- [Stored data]
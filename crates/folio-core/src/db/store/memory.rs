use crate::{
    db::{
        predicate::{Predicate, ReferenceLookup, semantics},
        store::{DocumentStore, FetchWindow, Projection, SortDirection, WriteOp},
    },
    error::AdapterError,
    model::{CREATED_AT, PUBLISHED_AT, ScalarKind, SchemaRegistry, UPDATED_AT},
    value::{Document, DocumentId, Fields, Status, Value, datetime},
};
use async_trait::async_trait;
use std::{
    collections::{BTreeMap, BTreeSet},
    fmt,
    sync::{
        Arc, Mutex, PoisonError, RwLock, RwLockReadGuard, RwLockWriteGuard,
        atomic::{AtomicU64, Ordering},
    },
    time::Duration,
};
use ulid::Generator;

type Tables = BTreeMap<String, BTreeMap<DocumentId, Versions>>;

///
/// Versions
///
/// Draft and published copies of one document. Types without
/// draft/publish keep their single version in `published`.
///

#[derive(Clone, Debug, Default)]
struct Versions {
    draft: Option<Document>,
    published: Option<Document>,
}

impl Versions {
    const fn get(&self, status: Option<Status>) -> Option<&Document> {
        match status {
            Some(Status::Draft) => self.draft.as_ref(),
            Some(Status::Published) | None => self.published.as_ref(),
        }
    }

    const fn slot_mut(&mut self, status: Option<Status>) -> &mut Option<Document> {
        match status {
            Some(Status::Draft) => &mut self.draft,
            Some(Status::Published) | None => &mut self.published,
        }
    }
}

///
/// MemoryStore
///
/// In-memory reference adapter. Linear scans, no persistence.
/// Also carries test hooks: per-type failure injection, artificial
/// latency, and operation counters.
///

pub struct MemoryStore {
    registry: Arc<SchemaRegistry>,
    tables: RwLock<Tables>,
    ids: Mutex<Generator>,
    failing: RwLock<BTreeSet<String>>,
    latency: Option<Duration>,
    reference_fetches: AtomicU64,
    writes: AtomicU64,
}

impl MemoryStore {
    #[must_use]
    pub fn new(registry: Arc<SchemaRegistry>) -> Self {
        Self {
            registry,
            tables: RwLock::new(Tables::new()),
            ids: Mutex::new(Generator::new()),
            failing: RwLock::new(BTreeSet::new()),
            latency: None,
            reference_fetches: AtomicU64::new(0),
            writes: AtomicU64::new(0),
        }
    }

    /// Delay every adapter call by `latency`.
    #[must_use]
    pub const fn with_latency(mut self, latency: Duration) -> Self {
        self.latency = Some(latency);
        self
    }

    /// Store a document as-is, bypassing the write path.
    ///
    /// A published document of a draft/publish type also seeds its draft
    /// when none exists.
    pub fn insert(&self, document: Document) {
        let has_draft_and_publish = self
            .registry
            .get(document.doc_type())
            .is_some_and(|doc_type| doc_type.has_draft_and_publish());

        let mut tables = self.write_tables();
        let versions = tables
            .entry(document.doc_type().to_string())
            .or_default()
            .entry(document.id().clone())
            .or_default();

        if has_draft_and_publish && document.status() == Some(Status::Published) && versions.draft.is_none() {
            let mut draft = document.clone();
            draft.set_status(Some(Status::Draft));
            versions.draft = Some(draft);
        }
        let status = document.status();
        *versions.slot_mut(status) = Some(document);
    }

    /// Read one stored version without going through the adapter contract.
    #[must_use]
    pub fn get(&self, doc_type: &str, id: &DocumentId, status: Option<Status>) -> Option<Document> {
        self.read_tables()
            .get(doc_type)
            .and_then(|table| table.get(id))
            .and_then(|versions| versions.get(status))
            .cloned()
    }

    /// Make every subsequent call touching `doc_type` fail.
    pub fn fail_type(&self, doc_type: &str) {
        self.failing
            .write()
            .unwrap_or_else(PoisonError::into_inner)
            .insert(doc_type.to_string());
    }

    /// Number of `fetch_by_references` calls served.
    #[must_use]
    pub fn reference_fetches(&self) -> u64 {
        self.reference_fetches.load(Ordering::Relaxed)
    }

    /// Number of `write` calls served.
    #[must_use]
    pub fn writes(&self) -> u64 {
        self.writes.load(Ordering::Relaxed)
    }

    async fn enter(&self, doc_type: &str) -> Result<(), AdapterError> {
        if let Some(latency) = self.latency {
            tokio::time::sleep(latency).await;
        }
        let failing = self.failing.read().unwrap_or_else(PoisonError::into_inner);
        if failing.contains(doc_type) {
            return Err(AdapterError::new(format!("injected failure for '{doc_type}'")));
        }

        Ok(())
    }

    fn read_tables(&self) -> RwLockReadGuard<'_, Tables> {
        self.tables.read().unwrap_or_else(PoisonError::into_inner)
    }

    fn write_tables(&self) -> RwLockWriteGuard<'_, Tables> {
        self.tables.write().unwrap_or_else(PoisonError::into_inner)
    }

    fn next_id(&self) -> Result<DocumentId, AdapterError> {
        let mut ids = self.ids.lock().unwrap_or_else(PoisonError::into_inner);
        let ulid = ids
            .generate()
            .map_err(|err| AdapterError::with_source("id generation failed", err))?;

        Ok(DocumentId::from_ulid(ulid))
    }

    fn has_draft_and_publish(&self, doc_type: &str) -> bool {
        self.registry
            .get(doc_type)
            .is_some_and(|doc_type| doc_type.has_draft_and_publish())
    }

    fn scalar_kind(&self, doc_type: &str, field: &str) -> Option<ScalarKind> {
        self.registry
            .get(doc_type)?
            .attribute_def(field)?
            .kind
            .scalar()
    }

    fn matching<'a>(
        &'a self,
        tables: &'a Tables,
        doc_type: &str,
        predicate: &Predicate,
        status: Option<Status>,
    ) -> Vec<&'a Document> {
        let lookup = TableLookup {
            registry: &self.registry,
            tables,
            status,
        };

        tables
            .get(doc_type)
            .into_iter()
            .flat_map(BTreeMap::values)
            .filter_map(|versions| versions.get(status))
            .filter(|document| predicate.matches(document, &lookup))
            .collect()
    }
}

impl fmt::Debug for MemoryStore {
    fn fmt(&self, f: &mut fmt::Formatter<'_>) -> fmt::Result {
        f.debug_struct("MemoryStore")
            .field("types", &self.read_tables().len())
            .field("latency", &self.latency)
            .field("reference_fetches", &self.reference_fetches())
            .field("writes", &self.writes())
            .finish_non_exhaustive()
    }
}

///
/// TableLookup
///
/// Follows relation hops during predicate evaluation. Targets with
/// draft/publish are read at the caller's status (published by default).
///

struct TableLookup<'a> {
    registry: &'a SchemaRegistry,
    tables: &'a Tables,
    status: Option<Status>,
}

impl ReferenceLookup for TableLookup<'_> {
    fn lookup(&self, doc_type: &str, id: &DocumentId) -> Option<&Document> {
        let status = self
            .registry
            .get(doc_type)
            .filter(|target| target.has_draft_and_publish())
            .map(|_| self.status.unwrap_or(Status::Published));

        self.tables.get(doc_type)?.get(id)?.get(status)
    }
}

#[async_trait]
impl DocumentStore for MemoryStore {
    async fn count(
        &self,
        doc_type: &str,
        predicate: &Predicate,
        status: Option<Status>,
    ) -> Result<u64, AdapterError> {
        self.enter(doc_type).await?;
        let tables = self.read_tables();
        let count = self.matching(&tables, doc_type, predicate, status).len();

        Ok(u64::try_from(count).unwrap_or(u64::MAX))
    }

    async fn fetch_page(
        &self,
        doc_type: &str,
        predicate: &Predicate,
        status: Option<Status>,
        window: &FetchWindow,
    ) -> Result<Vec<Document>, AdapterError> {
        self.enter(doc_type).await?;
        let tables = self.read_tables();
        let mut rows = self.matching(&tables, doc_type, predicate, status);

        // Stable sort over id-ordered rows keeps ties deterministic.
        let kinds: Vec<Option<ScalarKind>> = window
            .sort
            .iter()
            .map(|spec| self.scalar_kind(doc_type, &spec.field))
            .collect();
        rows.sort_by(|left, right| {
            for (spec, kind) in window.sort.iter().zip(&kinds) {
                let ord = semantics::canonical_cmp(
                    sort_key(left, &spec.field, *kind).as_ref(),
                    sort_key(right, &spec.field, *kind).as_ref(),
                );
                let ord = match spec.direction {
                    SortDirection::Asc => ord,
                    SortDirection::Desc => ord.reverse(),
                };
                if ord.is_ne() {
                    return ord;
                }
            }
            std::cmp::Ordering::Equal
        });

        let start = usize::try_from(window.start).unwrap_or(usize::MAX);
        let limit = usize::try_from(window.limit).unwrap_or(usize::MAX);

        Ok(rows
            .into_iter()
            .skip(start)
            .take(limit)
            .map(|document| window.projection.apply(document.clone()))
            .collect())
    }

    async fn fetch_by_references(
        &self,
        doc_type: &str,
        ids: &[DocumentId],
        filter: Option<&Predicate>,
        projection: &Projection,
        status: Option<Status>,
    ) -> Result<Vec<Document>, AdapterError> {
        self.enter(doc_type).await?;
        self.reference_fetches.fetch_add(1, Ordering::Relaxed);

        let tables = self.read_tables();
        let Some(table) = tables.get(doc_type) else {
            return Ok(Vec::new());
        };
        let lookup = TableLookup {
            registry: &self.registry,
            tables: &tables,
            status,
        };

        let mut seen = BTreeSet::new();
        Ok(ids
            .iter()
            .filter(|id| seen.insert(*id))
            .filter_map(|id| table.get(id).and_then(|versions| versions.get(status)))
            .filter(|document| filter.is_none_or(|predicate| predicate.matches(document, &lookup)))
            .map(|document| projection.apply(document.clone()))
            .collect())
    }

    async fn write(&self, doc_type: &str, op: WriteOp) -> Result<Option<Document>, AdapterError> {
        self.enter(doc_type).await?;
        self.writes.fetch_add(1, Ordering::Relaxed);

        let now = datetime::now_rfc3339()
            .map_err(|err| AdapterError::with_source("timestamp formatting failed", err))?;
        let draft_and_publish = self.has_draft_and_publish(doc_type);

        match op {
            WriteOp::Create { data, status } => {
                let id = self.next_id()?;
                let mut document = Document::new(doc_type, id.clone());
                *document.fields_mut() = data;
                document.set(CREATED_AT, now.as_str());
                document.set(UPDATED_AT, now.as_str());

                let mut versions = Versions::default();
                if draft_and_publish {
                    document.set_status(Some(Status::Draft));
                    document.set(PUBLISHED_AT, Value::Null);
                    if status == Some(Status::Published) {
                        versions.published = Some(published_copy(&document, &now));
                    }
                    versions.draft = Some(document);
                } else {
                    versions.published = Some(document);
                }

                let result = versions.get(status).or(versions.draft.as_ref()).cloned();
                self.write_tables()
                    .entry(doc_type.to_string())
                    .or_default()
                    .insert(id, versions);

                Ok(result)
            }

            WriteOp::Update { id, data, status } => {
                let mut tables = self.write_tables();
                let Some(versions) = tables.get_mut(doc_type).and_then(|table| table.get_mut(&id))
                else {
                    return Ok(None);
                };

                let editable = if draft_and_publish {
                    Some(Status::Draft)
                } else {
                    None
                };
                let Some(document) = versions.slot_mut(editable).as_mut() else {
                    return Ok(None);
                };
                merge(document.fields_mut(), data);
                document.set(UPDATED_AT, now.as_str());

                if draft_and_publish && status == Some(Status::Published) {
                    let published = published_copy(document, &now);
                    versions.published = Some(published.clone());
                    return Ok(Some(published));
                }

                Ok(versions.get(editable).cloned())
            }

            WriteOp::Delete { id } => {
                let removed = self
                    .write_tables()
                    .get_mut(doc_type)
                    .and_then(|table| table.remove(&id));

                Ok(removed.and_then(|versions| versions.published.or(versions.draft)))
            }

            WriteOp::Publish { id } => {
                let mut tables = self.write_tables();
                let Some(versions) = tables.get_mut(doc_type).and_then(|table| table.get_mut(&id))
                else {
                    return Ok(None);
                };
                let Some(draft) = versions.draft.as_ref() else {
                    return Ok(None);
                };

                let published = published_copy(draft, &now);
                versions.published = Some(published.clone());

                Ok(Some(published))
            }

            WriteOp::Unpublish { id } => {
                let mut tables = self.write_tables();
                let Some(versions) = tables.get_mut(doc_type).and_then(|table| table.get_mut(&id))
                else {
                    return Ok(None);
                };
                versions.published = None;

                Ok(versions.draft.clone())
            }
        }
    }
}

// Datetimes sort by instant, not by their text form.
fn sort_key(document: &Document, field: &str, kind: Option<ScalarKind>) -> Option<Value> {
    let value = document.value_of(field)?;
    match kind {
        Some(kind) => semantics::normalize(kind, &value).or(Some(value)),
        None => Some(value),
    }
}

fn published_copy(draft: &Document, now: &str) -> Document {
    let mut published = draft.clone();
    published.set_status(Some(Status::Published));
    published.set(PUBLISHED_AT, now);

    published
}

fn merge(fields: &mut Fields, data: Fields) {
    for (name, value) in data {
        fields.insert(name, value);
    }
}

- [Problem to work on]
Whenever the string "TableLookup" shows up in a line above, copy that line.

- [Output of the task]
        let lookup = TableLookup {
/// TableLookup
struct TableLookup<'a> {
impl ReferenceLookup for TableLookup<'_> {
        let lookup = TableLookup {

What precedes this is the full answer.